Гордиться? Взлет бровей, короткое задыхание смеха.
Мне казалось, я всегда знала Галю. Мы сидели – Марина, Галя и я – в воскресенье, в субботу вечером с ногами на Маринином диване в ее маленькой (через одну от моей) комнате и рассказывали друг другу все, что хотелось, подумалось, было. Мы водили Галю по нашему детству, дарили ей кого-то из прошлого, вздохом покрывая безнадежность подобного предприятия, и от тайной тоски легко рушились в смех, прицепившись к какому-нибудь несклад-' ному выражению, словесной ошибке, поглощая из кулечка душистые, вязкие ирисы, любимые всеми нами больше других конфет.

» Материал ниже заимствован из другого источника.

//! Document store: parsed trees keyed by absolute URL.

use std::collections::{HashMap, HashSet};

use url::Url;

use super::fs::{Fetcher, FileSystem, LoadError};
use super::json::{ParseLimits, parse_json};
use super::node::{Node, Value};
use super::source_map::{SourceId, SourceMap};
use super::yaml::parse_yaml;
use crate::diagnostics::{Diagnostic, DiagnosticKind, Diagnostics, Span};

#[derive(Debug, Clone, Copy, PartialEq, Eq)]
pub enum Format {
    Json,
    Yaml,
}

impl Format {
    /// Detect from the URL's extension, then by sniffing the first
    /// non-whitespace byte.
    pub fn detect(url: &Url, content: &str) -> Format {
        let path = url.path().to_ascii_lowercase();
        if path.ends_with(".json") {
            return Format::Json;
        }
        if path.ends_with(".yaml") || path.ends_with(".yml") {
            return Format::Yaml;
        }
        match content.trim_start().as_bytes().first() {
            Some(b'{') | Some(b'[') => Format::Json,
            _ => Format::Yaml,
        }
    }
}

/// An immutable parsed document.
#[derive(Debug, Clone)]
pub struct Document {
    pub id: SourceId,
    pub url: Url,
    pub format: Format,
    pub root: Node,
}

/// The I/O side of loading.
pub struct Loader<'a> {
    pub fs: &'a dyn FileSystem,
    pub fetcher: &'a dyn Fetcher,
    pub limits: ParseLimits,
}

impl<'a> Loader<'a> {
    pub fn new(fs: &'a dyn FileSystem, fetcher: &'a dyn Fetcher) -> Self {
        Self {
            fs,
            fetcher,
            limits: ParseLimits::default(),
        }
    }

    pub fn limits(mut self, limits: ParseLimits) -> Self {
        self.limits = limits;
        self
    }

    fn read(&self, url: &Url) -> Result<String, LoadError> {
        let bytes = match url.scheme() {
            "file" => {
                let path = url
                    .to_file_path()
                    .map_err(|()| LoadError::InvalidLocation(url.to_string()))?;
                self.fs.read(&path).map_err(|source| LoadError::Read {
                    url: url.clone(),
                    source,
                })?
            }
            "http" | "https" => self.fetcher.fetch(url).map_err(|source| LoadError::Fetch {
                url: url.clone(),
                source,
            })?,
            scheme => {
                return Err(LoadError::UnsupportedScheme {
                    scheme: scheme.to_string(),
                    url: url.clone(),
                });
            }
        };
        String::from_utf8(bytes).map_err(|_| LoadError::NotUtf8(url.clone()))
    }
}

/// Holds every document of a compilation.
///
/// Loading is idempotent: a URL (fragment ignored) is read and parsed once.
/// Once [`DocumentStore::preload`] returns, the store is only read from.
#[derive(Debug, Default)]
pub struct DocumentStore {
    sources: SourceMap,
    documents: Vec<Option<Document>>,
    by_url: HashMap<Url, SourceId>,
}

impl DocumentStore {
    pub fn new() -> Self {
        Self::default()
    }

    pub fn sources(&self) -> &SourceMap {
        &self.sources
    }

    pub fn document(&self, id: SourceId) -> Option<&Document> {
        self.documents.get(id.index()).and_then(Option::as_ref)
    }

    pub fn by_url(&self, url: &Url) -> Option<&Document> {
        let url = without_fragment(url);
        self.by_url.get(&url).and_then(|&id| self.document(id))
    }

    pub fn len(&self) -> usize {
        self.documents.len()
    }

    pub fn is_empty(&self) -> bool {
        self.documents.is_empty()
    }

    /// Add an in-memory document. Parse errors go to `diagnostics`.
    pub fn insert(
        &mut self,
        url: &Url,
        content: String,
        limits: ParseLimits,
        diagnostics: &mut Diagnostics,
    ) -> SourceId {
        let url = without_fragment(url);
        if let Some(&id) = self.by_url.get(&url) {
            return id;
        }

        let format = Format::detect(&url, &content);
        let id = self.sources.add(url.clone(), content);
        let text = self.sources.content(id);
        let parsed = match format {
            Format::Json => parse_json(text, id, limits),
            Format::Yaml => parse_yaml(text, id),
        };

        let document = match parsed {
            Ok(root) => {
                tracing::debug!(url = %url, ?format, "document loaded");
                Some(Document {
                    id,
                    url: url.clone(),
                    format,
                    root,
                })
            }
            Err(diagnostic) => {
                diagnostics.push(diagnostic);
                None
            }
        };
        self.documents.push(document);
        self.by_url.insert(url, id);
        id
    }

    /// Read and parse `url` unless it is already loaded.
    pub fn load(
        &mut self,
        url: &Url,
        loader: &Loader<'_>,
        diagnostics: &mut Diagnostics,
    ) -> Result<SourceId, LoadError> {
        let url = without_fragment(url);
        if let Some(&id) = self.by_url.get(&url) {
            return Ok(id);
        }
        let content = loader.read(&url)?;
        Ok(self.insert(&url, content, loader.limits, diagnostics))
    }

    /// Load every document reachable from `root` through `$ref`.
    ///
    /// Failures are reported at the referencing `$ref` and loading continues
    /// with the remaining references.
    pub fn preload(&mut self, root: SourceId, loader: &Loader<'_>, diagnostics: &mut Diagnostics) {
        let mut queue = vec![root];
        let mut visited: HashSet<SourceId> = HashSet::new();
        let mut failed: HashSet<Url> = HashSet::new();

        while let Some(id) = queue.pop() {
            if !visited.insert(id) {
                continue;
            }
            let Some(document) = self.document(id) else {
                continue;
            };

            let mut refs = Vec::new();
            collect_refs(&document.root, &mut refs);
            let base = document.url.clone();

            for (reference, range) in refs {
                let span = Span::new(id, range);
                let target = match base.join(&reference) {
                    Ok(target) => without_fragment(&target),
                    Err(e) => {
                        diagnostics.push(
                            Diagnostic::new(DiagnosticKind::NotFound, span)
                                .message(format!("{} ({})", reference, e)),
                        );
                        continue;
                    }
                };
                if target == base || failed.contains(&target) {
                    continue;
                }
                match self.load(&target, loader, diagnostics) {
                    Ok(next) => queue.push(next),
                    Err(e) => {
                        tracing::warn!(url = %target, error = %e, "referenced document not loaded");
                        diagnostics.push(Diagnostic::new(DiagnosticKind::Io, span).message(e.to_string()));
                        failed.insert(target);
                    }
                }
            }
        }
    }
}

pub(crate) fn without_fragment(url: &Url) -> Url {
    let mut url = url.clone();
    url.set_fragment(None);
    url
}

fn collect_refs(node: &Node, out: &mut Vec<(String, rowan::TextRange)>) {
    match &node.value {
        Value::Object(object) => {
            if let Some(member) = object.member("$ref")
                && let Some(reference) = member.value.as_str()
            {
                out.push((reference.to_string(), member.value.range));
            }
            for (_, member) in object.iter() {
                collect_refs(&member.value, out);
            }
        }
        Value::Array(items) => items.iter().for_each(|item| collect_refs(item, out)),
        _ => {}
    }
}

– Нне отлипает! Яз-зык прилип… – вдруг, еле ворочая им, говорил кто-то из нас, и делалось так смешно, что от смеха было больно, потому что в эту бездну, ненасытимую, как одиночество (его поправ!), вместе летели трое, связанные, как горцы. «Не тает…» – продолжал язык борьбу с ирисом. «Нне растает…» – еле выговаривал утешающий. Пароксизм смеха походил на страшный рассказ Эдгара По.
– А бывало у тебя так, Галя?! (я).
– А так с вами бывало, Галочка? (одновременно со мной Марина).
Иногда Марина рассказывала нам, как, бывало, летом ребятам у костра, какой-нибудь страшный рассказ или легенду, где-то прочтенную или вновь творимую во время рассказа. Иногда читала стихи.
Не меньше, чем Галю, Марина полюбила мою другую подругу – Аню Калин. Мой пылкий подробный рассказ об Ане, ее уме и талантах Марина выслушала с жарким вниманием. «Позови ее к нам обязательно!» – сказала она. Воскресные свидания с Галей и Аней стали нашими счастливыми днями. Вечер мы неизменно проводим на Маринином диване в ее маленькой комнатке на антресолях, в полутьме. Мы рассказывали о нашем детстве в России, о годах и друзьях
за границей. И они с упоением слушали Маринины стихи. Когда Галя восхитилась одним стихотворением, Марина сказала: «Нравится? Я вам его, Галочка, посвящу». Это были стихи «Мама в саду», напечатанные в первом Маринином сборнике «Вечерний альбом».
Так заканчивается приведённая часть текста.